WHAT IS BEING ASKED: All that is wanted is the exact text of each line from the one with "fn next_value<I>(flag: &str, it: &mut" to the close of the listing, ends included.

DATA FOR THIS TASK:
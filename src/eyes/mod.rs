//! Animated eyes: pupil geometry, blink and dizzy state, minimal-redraw
//! compositing into one off-screen buffer per eye.

pub mod animator;
pub mod blink;
pub mod config;
pub mod eye;
pub mod fast_math;
pub mod geometry;
pub mod motion;
pub mod rng;
pub mod saccade;
pub mod surface;
pub mod touch;
pub mod types;

pub use animator::EyeAnimator;
pub use config::{active_config, EyesConfig};
pub use eye::Eye;
pub use geometry::{EyeGeometry, EyeShape, GeometryError};
pub use motion::{AccelSample, AccelSource};
pub use rng::{RandomSource, XorShift32};
pub use surface::{DisplaySurface, EyeCanvas, EyeSurface};
pub use touch::{RawTouch, TouchSource};
pub use types::{BlinkState, EyeMode, FrameTrace, Fx, Point, SensorStatus, TouchState};
use embedded_graphics::{pixelcolor::BinaryColor, primitives::Rectangle};

use super::{
    config::BlinkConfig,
    geometry::{EyeGeometry, EyeShape},
    surface::{DisplaySurface, EyeCanvas, EyeSurface, CANVAS_WIDTH, EYE_INK, EYE_WHITE},
    types::{BlinkState, Point, Size},
};

/// Opaque bands drawn over the eye-white while half closed, in canvas rows.
#[derive(Clone, Copy, Debug, PartialEq, Eq)]
pub struct LidBands {
    pub top_height: u32,
    pub bottom_y: i32,
    pub bottom_height: u32,
}

impl From<&BlinkConfig> for LidBands {
    fn from(config: &BlinkConfig) -> Self {
        Self {
            top_height: config.top_band_height,
            bottom_y: config.bottom_band_y,
            bottom_height: config.bottom_band_height,
        }
    }
}

/// One eye: its buffer, pupil position and last rendered lid state.
///
/// Pupil positions are world (screen) coordinates; drawing translates them
/// into the canvas by the geometry's origin. Moving the pupil erases the old
/// disc and draws the new one, and does nothing when the position is unchanged.
/// While the lids are not open a move is only recorded; opening the lids
/// draws the pupil where it ended up.
pub struct Eye<S = EyeCanvas> {
    geometry: EyeGeometry,
    phase_offset_deg: i32,
    bands: LidBands,
    pupil: Point,
    lids: BlinkState,
    surface: S,
}

impl Eye<EyeCanvas> {
    pub fn new(geometry: EyeGeometry, phase_offset_deg: i32, bands: LidBands) -> Self {
        Self::with_surface(geometry, phase_offset_deg, bands, EyeCanvas::new())
    }
}

impl<S: EyeSurface> Eye<S> {
    pub fn with_surface(
        geometry: EyeGeometry,
        phase_offset_deg: i32,
        bands: LidBands,
        surface: S,
    ) -> Self {
        Self {
            geometry,
            phase_offset_deg,
            bands,
            pupil: geometry.center(),
            lids: BlinkState::Open,
            surface,
        }
    }

    pub const fn geometry(&self) -> &EyeGeometry {
        &self.geometry
    }

    pub const fn phase_offset_deg(&self) -> i32 {
        self.phase_offset_deg
    }

    pub const fn pupil(&self) -> Point {
        self.pupil
    }

    pub const fn lids(&self) -> BlinkState {
        self.lids
    }

    pub fn surface(&self) -> &S {
        &self.surface
    }

    pub fn surface_mut(&mut self) -> &mut S {
        &mut self.surface
    }

    pub fn clear(&mut self) {
        self.surface.fill(EYE_INK);
    }

    pub fn draw_white(&mut self) {
        let center = self.geometry.to_local(self.geometry.center());
        match self.geometry.shape() {
            EyeShape::Circle { outer_radius, .. } => {
                self.surface.fill_circle(center, outer_radius, EYE_WHITE)
            }
            EyeShape::Ellipse { outer_radii, .. } => {
                self.surface.fill_ellipse(center, outer_radii, EYE_WHITE)
            }
        }
    }

    /// Redraws the whole buffer from scratch with open lids and a centered pupil.
    pub fn reset(&mut self) {
        self.pupil = self.geometry.center();
        self.lids = BlinkState::Open;
        self.clear();
        self.refresh();
    }

    /// Redraws the buffer for the current lid state and pupil.
    pub fn refresh(&mut self) {
        match self.lids {
            BlinkState::Open => self.draw_open(),
            BlinkState::HalfClosed => {
                self.draw_open();
                self.draw_bands();
            }
            BlinkState::Closed => self.surface.fill(EYE_INK),
        }
    }

    pub fn reset_pupil(&mut self) -> bool {
        self.update_pupil(self.geometry.center())
    }

    pub fn center_pupil(&mut self, jitter: Point) -> bool {
        self.update_pupil(self.geometry.place(self.geometry.center(), jitter))
    }

    pub fn gaze_at(&mut self, target: Point, jitter: Point) -> bool {
        self.update_pupil(self.geometry.place(target, jitter))
    }

    pub fn dizzy_pupil(&mut self, sweep_deg: u16, total_deg: u16) -> bool {
        self.update_pupil(
            self.geometry
                .dizzy(sweep_deg, total_deg, self.phase_offset_deg),
        )
    }

    /// Moves the pupil to `next`; returns whether the position changed.
    pub fn update_pupil(&mut self, next: Point) -> bool {
        if next == self.pupil {
            return false;
        }
        if self.lids == BlinkState::Open {
            self.fill_pupil(self.pupil, EYE_WHITE);
            self.fill_pupil(next, EYE_INK);
        }
        self.pupil = next;
        true
    }

    /// Renders a lid transition; returns false when `state` is already shown.
    pub fn draw_blink(&mut self, state: BlinkState) -> bool {
        if state == self.lids {
            return false;
        }
        match state {
            BlinkState::Open => self.draw_open(),
            BlinkState::HalfClosed => {
                if self.lids == BlinkState::Closed {
                    self.draw_open();
                }
                self.draw_bands();
            }
            BlinkState::Closed => self.surface.fill(EYE_INK),
        }
        self.lids = state;
        true
    }

    pub fn render<D>(&self, display: &mut D) -> Result<(), D::Error>
    where
        D: DisplaySurface<S> + ?Sized,
    {
        display.present(self.geometry.origin(), &self.surface)
    }

    fn draw_open(&mut self) {
        self.draw_white();
        self.fill_pupil(self.pupil, EYE_INK);
    }

    fn draw_bands(&mut self) {
        let top = Rectangle::new(
            Point::zero(),
            Size::new(CANVAS_WIDTH, self.bands.top_height),
        );
        let bottom = Rectangle::new(
            Point::new(0, self.bands.bottom_y),
            Size::new(CANVAS_WIDTH, self.bands.bottom_height),
        );
        self.surface.fill_rect(top, EYE_INK);
        self.surface.fill_rect(bottom, EYE_INK);
    }

    fn fill_pupil(&mut self, world: Point, color: BinaryColor) {
        let at = self.geometry.to_local(world);
        match self.geometry.shape() {
            EyeShape::Circle { pupil_radius, .. } => {
                self.surface.fill_circle(at, pupil_radius, color)
            }
            EyeShape::Ellipse { pupil_radii, .. } => {
                self.surface.fill_ellipse(at, pupil_radii, color)
            }
        }
    }
}
use super::{
    fast_math::{
        atan2_deg, cos_deg, cos_fx, fx_i32, hypot_px, scale_signed, sin_deg, sin_fx, FX_ONE,
        FX_ZERO,
    },
    types::{Fx, Point, Size},
};
use fixed_sqrt::FixedSqrt;

// Radii above this would overflow the squared terms in `limit_at`.
const MAX_RADIUS: u32 = 160;
// Targets further than this are halved toward the center before clamping.
const MAX_TARGET_OFFSET: u32 = 4_096;
// Far outside any envelope; also bounds the i128 products in `contains`.
const MAX_CONTAINS_OFFSET: u32 = 1 << 16;
const ELLIPSE_MARGIN_NUM: i32 = 4;
const ELLIPSE_MARGIN_DEN: i32 = 5;

#[derive(Clone, Copy, Debug, PartialEq, Eq)]
pub enum EyeShape {
    Circle { outer_radius: u32, pupil_radius: u32 },
    Ellipse { outer_radii: Size, pupil_radii: Size },
}

impl EyeShape {
    pub const fn outer_radii(&self) -> Size {
        match *self {
            Self::Circle { outer_radius, .. } => Size::new(outer_radius, outer_radius),
            Self::Ellipse { outer_radii, .. } => outer_radii,
        }
    }

    pub const fn pupil_radii(&self) -> Size {
        match *self {
            Self::Circle { pupil_radius, .. } => Size::new(pupil_radius, pupil_radius),
            Self::Ellipse { pupil_radii, .. } => pupil_radii,
        }
    }
}

#[derive(Clone, Copy, Debug, PartialEq, Eq)]
pub enum GeometryError {
    PupilExceedsEye,
    RadiusOutOfRange,
}

/// Region the pupil center may occupy, relative to the eye center.
#[derive(Clone, Copy, Debug, PartialEq, Eq)]
pub enum TravelEnvelope {
    Circle { radius: Fx },
    /// Semi-axes with the 0.80 outline margin already applied.
    Ellipse { a: Fx, b: Fx },
}

impl TravelEnvelope {
    pub fn for_shape(shape: EyeShape) -> Self {
        match shape {
            EyeShape::Circle {
                outer_radius,
                pupil_radius,
            } => Self::Circle {
                radius: fx_i32(outer_radius as i32 - pupil_radius as i32),
            },
            EyeShape::Ellipse {
                outer_radii,
                pupil_radii,
            } => {
                let travel_x = outer_radii.width as i32 - pupil_radii.width as i32;
                let travel_y = outer_radii.height as i32 - pupil_radii.height as i32;
                Self::Ellipse {
                    a: fx_i32(travel_x) * ELLIPSE_MARGIN_NUM / ELLIPSE_MARGIN_DEN,
                    b: fx_i32(travel_y) * ELLIPSE_MARGIN_NUM / ELLIPSE_MARGIN_DEN,
                }
            }
        }
    }

    pub const fn semi_axes(&self) -> (Fx, Fx) {
        match *self {
            Self::Circle { radius } => (radius, radius),
            Self::Ellipse { a, b } => (a, b),
        }
    }

    /// Exact test of `x²·b² + y²·a² <= a²·b²` on the raw fixed-point bits.
    pub fn contains(&self, offset: Point) -> bool {
        if offset.x.unsigned_abs() > MAX_CONTAINS_OFFSET
            || offset.y.unsigned_abs() > MAX_CONTAINS_OFFSET
        {
            return false;
        }

        let (a, b) = self.semi_axes();
        let a = a.to_bits() as i128;
        let b = b.to_bits() as i128;
        let x = offset.x as i128;
        let y = offset.y as i128;

        if a <= 0 || b <= 0 {
            return match (a > 0, b > 0) {
                (true, false) => y == 0 && (x << 16).abs() <= a,
                (false, true) => x == 0 && (y << 16).abs() <= b,
                _ => x == 0 && y == 0,
            };
        }

        let lhs = ((x * x * b * b) << 32) + ((y * y * a * a) << 32);
        lhs <= a * a * b * b
    }

    /// Polar radius of the envelope along the unit direction `(cos, sin)`.
    pub fn limit_at(&self, cos: Fx, sin: Fx) -> Fx {
        match *self {
            Self::Circle { radius } => radius,
            Self::Ellipse { a, b } => {
                if a <= FX_ZERO || b <= FX_ZERO {
                    return FX_ZERO;
                }
                let b_cos = b * cos.abs();
                let a_sin = a * sin.abs();
                let denom = FixedSqrt::sqrt((b_cos * b_cos + a_sin * a_sin).max(FX_ZERO));
                if denom == FX_ZERO {
                    return FX_ZERO;
                }
                a * b / denom
            }
        }
    }

    /// Returns `offset` unchanged when inside, otherwise the nearest point
    /// along the same direction that is.
    pub fn clamp(&self, offset: Point) -> Point {
        if self.contains(offset) {
            return offset;
        }

        let mut x = offset.x;
        let mut y = offset.y;
        while x.unsigned_abs() > MAX_TARGET_OFFSET || y.unsigned_abs() > MAX_TARGET_OFFSET {
            x /= 2;
            y /= 2;
        }

        let angle = atan2_deg(fx_i32(y), fx_i32(x));
        let (cos, sin) = (cos_fx(angle), sin_fx(angle));
        let limit = self.limit_at(cos, sin);

        let scaled = match self {
            Self::Circle { .. } => Point::new(scale_signed(limit, cos), scale_signed(limit, sin)),
            Self::Ellipse { .. } => {
                let dist = hypot_px(x, y);
                if dist == FX_ZERO {
                    Point::zero()
                } else {
                    let ratio = limit / dist;
                    Point::new(scale_signed(fx_i32(x), ratio), scale_signed(fx_i32(y), ratio))
                }
            }
        };
        self.settle(scaled)
    }

    /// Point at `angle_deg` and `factor` of the envelope radius.
    pub fn polar(&self, angle_deg: i32, factor: Fx) -> Point {
        let (cos, sin) = (cos_deg(angle_deg), sin_deg(angle_deg));
        let reach = self.limit_at(cos, sin) * factor.clamp(FX_ZERO, FX_ONE);
        self.settle(Point::new(scale_signed(reach, cos), scale_signed(reach, sin)))
    }

    /// Steps one pixel at a time toward the center, along the longer axis
    /// first, until the point is inside.
    fn settle(&self, mut p: Point) -> Point {
        while !self.contains(p) {
            if p.x != 0 && p.x.abs() >= p.y.abs() {
                p.x -= p.x.signum();
            } else {
                p.y -= p.y.signum();
            }
        }
        p
    }
}

/// Fixed placement and size of one eye.
#[derive(Clone, Copy, Debug, PartialEq, Eq)]
pub struct EyeGeometry {
    center: Point,
    origin: Point,
    shape: EyeShape,
    envelope: TravelEnvelope,
}

impl EyeGeometry {
    pub fn new(shape: EyeShape, center: Point, origin: Point) -> Result<Self, GeometryError> {
        let outer = shape.outer_radii();
        let pupil = shape.pupil_radii();
        if outer.width > MAX_RADIUS || outer.height > MAX_RADIUS {
            return Err(GeometryError::RadiusOutOfRange);
        }
        if pupil.width > outer.width || pupil.height > outer.height {
            return Err(GeometryError::PupilExceedsEye);
        }

        Ok(Self {
            center,
            origin,
            shape,
            envelope: TravelEnvelope::for_shape(shape),
        })
    }

    pub fn circular(
        center: Point,
        origin: Point,
        outer_radius: u32,
        pupil_radius: u32,
    ) -> Result<Self, GeometryError> {
        Self::new(
            EyeShape::Circle {
                outer_radius,
                pupil_radius,
            },
            center,
            origin,
        )
    }

    pub fn elliptical(
        center: Point,
        origin: Point,
        outer_radii: Size,
        pupil_radii: Size,
    ) -> Result<Self, GeometryError> {
        Self::new(
            EyeShape::Ellipse {
                outer_radii,
                pupil_radii,
            },
            center,
            origin,
        )
    }

    pub const fn center(&self) -> Point {
        self.center
    }

    pub const fn origin(&self) -> Point {
        self.origin
    }

    pub const fn shape(&self) -> EyeShape {
        self.shape
    }

    pub const fn envelope(&self) -> TravelEnvelope {
        self.envelope
    }

    /// World coordinates to the eye's canvas coordinates.
    pub fn to_local(&self, world: Point) -> Point {
        world - self.origin
    }

    pub fn within_travel(&self, world: Point) -> bool {
        self.envelope.contains(world - self.center)
    }

    /// Pupil position for a world-space target plus jitter. Both the target
    /// and the jittered result are clamped.
    pub fn place(&self, target: Point, jitter: Point) -> Point {
        let clamped = self.envelope.clamp(target - self.center);
        self.center + self.envelope.clamp(clamped + jitter)
    }

    /// Dizzy pupil position at `sweep_deg` out of `total_deg`.
    pub fn dizzy(&self, sweep_deg: u16, total_deg: u16, phase_offset_deg: i32) -> Point {
        let factor = if total_deg == 0 {
            FX_ZERO
        } else {
            FX_ONE - fx_i32(sweep_deg as i32) / total_deg as i32
        };
        self.center
            + self
                .envelope
                .polar(sweep_deg as i32 + phase_offset_deg, factor)
    }
}

#[cfg(test)]
mod tests;
use std::{
    convert::Infallible,
    env, fs,
    path::{Path, PathBuf},
};

use oculi::{
    drivers::m5core2::{PANEL_HEIGHT, PANEL_WIDTH},
    eyes::{
        active_config, fast_math::fx_i32, surface::CANVAS_WIDTH, AccelSample, AccelSource,
        DisplaySurface, EyeAnimator, EyeCanvas, EyeMode, Fx, Point, RawTouch, TouchSource,
        XorShift32,
    },
};

const STEP_MS: u64 = 5;
const DRAG_START_MS: u64 = 1_000;
const DRAG_END_MS: u64 = 2_000;
const SHAKE_MS: u64 = 2_500;

struct Config {
    out_dir: PathBuf,
    duration_ms: u64,
    every_ms: u64,
    seed: u32,
    ellipse: bool,
}

impl Default for Config {
    fn default() -> Self {
        Self {
            out_dir: PathBuf::from("tools/eyes_preview/out"),
            duration_ms: 5_000,
            every_ms: 100,
            seed: 12_345,
            ellipse: false,
        }
    }
}

/// Idle, then a diagonal drag, a release, and one shake.
struct ScriptedTouch {
    now_ms: u64,
    touching: bool,
}

impl TouchSource for ScriptedTouch {
    fn poll(&mut self) -> RawTouch {
        let active = (DRAG_START_MS..DRAG_END_MS).contains(&self.now_ms);
        let code = match (self.touching, active) {
            (false, true) => 3,
            (true, true) => 1,
            (true, false) => 2,
            (false, false) => 0,
        };
        self.touching = active;

        let t = self.now_ms.clamp(DRAG_START_MS, DRAG_END_MS) - DRAG_START_MS;
        let span = DRAG_END_MS - DRAG_START_MS;
        RawTouch {
            code,
            x: (20 + t * 280 / span) as i16,
            y: (30 + t * 180 / span) as i16,
            contacts: u8::from(active),
        }
    }
}

struct ScriptedAccel {
    now_ms: u64,
}

impl AccelSource for ScriptedAccel {
    type Error = Infallible;

    fn sample(&mut self) -> Result<AccelSample, Self::Error> {
        let z = if (SHAKE_MS..SHAKE_MS + 20).contains(&self.now_ms) {
            Fx::from_num(2.2)
        } else {
            fx_i32(1)
        };
        Ok(AccelSample::new(Fx::ZERO, Fx::ZERO, z))
    }
}

/// Grayscale copy of the panel.
struct Panel {
    pixels: Vec<u8>,
}

impl Panel {
    fn new() -> Self {
        Self {
            pixels: vec![0; (PANEL_WIDTH * PANEL_HEIGHT) as usize],
        }
    }
}

impl DisplaySurface<EyeCanvas> for Panel {
    type Error = Infallible;

    fn present(&mut self, origin: Point, surface: &EyeCanvas) -> Result<(), Self::Error> {
        let mut y = 0;
        while let Some(row) = surface.row(y) {
            let py = origin.y + y as i32;
            y += 1;
            if !(0..PANEL_HEIGHT as i32).contains(&py) {
                continue;
            }
            for x in 0..CANVAS_WIDTH {
                let px = origin.x + x as i32;
                if !(0..PANEL_WIDTH as i32).contains(&px) {
                    continue;
                }
                let on = row[(x / 8) as usize] & (1 << (x % 8)) != 0;
                self.pixels[(py as u32 * PANEL_WIDTH + px as u32) as usize] =
                    if on { 255 } else { 0 };
            }
        }
        Ok(())
    }
}

fn main() -> Result<(), String> {
    let cfg = parse_args(env::args().skip(1))?;
    if cfg.every_ms == 0 {
        return Err("--every must be > 0".to_owned());
    }
    fs::create_dir_all(&cfg.out_dir).map_err(|e| format!("create output dir: {e}"))?;

    let eyes = if cfg.ellipse {
        active_config().with_elliptical_eyes()
    } else {
        *active_config()
    };
    let mut animator = EyeAnimator::new(eyes, XorShift32::new(cfg.seed))
        .map_err(|e| format!("eye geometry: {e:?}"))?;
    let mut touch = ScriptedTouch {
        now_ms: 0,
        touching: false,
    };
    let mut accel = ScriptedAccel { now_ms: 0 };
    let mut panel = Panel::new();

    let _ = animator.setup(&mut accel, &mut panel);

    let mut now_ms = 0;
    let mut written = 0u32;
    while now_ms <= cfg.duration_ms {
        touch.now_ms = now_ms;
        accel.now_ms = now_ms;
        let _ = animator.tick(now_ms, &mut touch, &mut accel, &mut panel);

        if now_ms % cfg.every_ms == 0 {
            let mode = match animator.mode() {
                EyeMode::Normal => "normal",
                EyeMode::Dizzy => "dizzy",
            };
            let path = cfg.out_dir.join(format!("eyes_{now_ms:05}ms_{mode}.png"));
            image::save_buffer(
                &path,
                &panel.pixels,
                PANEL_WIDTH,
                PANEL_HEIGHT,
                image::ColorType::L8,
            )
            .map_err(|e| format!("save {}: {e}", path.display()))?;
            written += 1;
        }
        now_ms += STEP_MS;
    }

    println!("wrote {written} frames to {}", cfg.out_dir.display());
    Ok(())
}

fn parse_args<I>(args: I) -> Result<Config, String>
where
    I: IntoIterator<Item = String>,
{
    let mut cfg = Config::default();
    let mut it = args.into_iter();
    while let Some(arg) = it.next() {
        match arg.as_str() {
            "--out" => cfg.out_dir = PathBuf::from(next_value("--out", &mut it)?),
            "--duration" => {
                cfg.duration_ms = parse_num(next_value("--duration", &mut it)?, "--duration")?
            }
            "--every" => cfg.every_ms = parse_num(next_value("--every", &mut it)?, "--every")?,
            "--seed" => cfg.seed = parse_num(next_value("--seed", &mut it)?, "--seed")?,
            "--ellipse" => cfg.ellipse = true,
            "--help" | "-h" => {
                print_help();
                std::process::exit(0);
            }
            _ => return Err(format!("unknown arg: {arg}")),
        }
    }
    Ok(cfg)
}

fn next_value<I>(flag: &str, it: &mut I) -> Result<String, String>
where
    I: Iterator<Item = String>,
{
    it.next()
        .ok_or_else(|| format!("missing value for {flag}"))
}

fn parse_num<T>(raw: String, name: &str) -> Result<T, String>
where
    T: core::str::FromStr,
{
    raw.parse::<T>()
        .map_err(|_| format!("invalid numeric value for {name}: {raw}"))
}

fn print_help() {
    let exe = env::args()
        .next()
        .and_then(|p| {
            Path::new(&p)
                .file_name()
                .and_then(|n| n.to_str())
                .map(|s| s.to_owned())
        })
        .unwrap_or_else(|| "eyes_preview".to_owned());
    println!("Usage: {exe} [--out DIR] [--duration MS] [--every MS] [--seed N] [--ellipse]");
}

OUTPUT OF THE EXERCISE:
fn next_value<I>(flag: &str, it: &mut I) -> Result<String, String>
where
    I: Iterator<Item = String>,
{
    it.next()
        .ok_or_else(|| format!("missing value for {flag}"))
}

fn parse_num<T>(raw: String, name: &str) -> Result<T, String>
where
    T: core::str::FromStr,
{
    raw.parse::<T>()
        .map_err(|_| format!("invalid numeric value for {name}: {raw}"))
}

fn print_help() {
    let exe = env::args()
        .next()
        .and_then(|p| {
            Path::new(&p)
                .file_name()
                .and_then(|n| n.to_str())
                .map(|s| s.to_owned())
        })
        .unwrap_or_else(|| "eyes_preview".to_owned());
    println!("Usage: {exe} [--out DIR] [--duration MS] [--every MS] [--seed N] [--ellipse]");
}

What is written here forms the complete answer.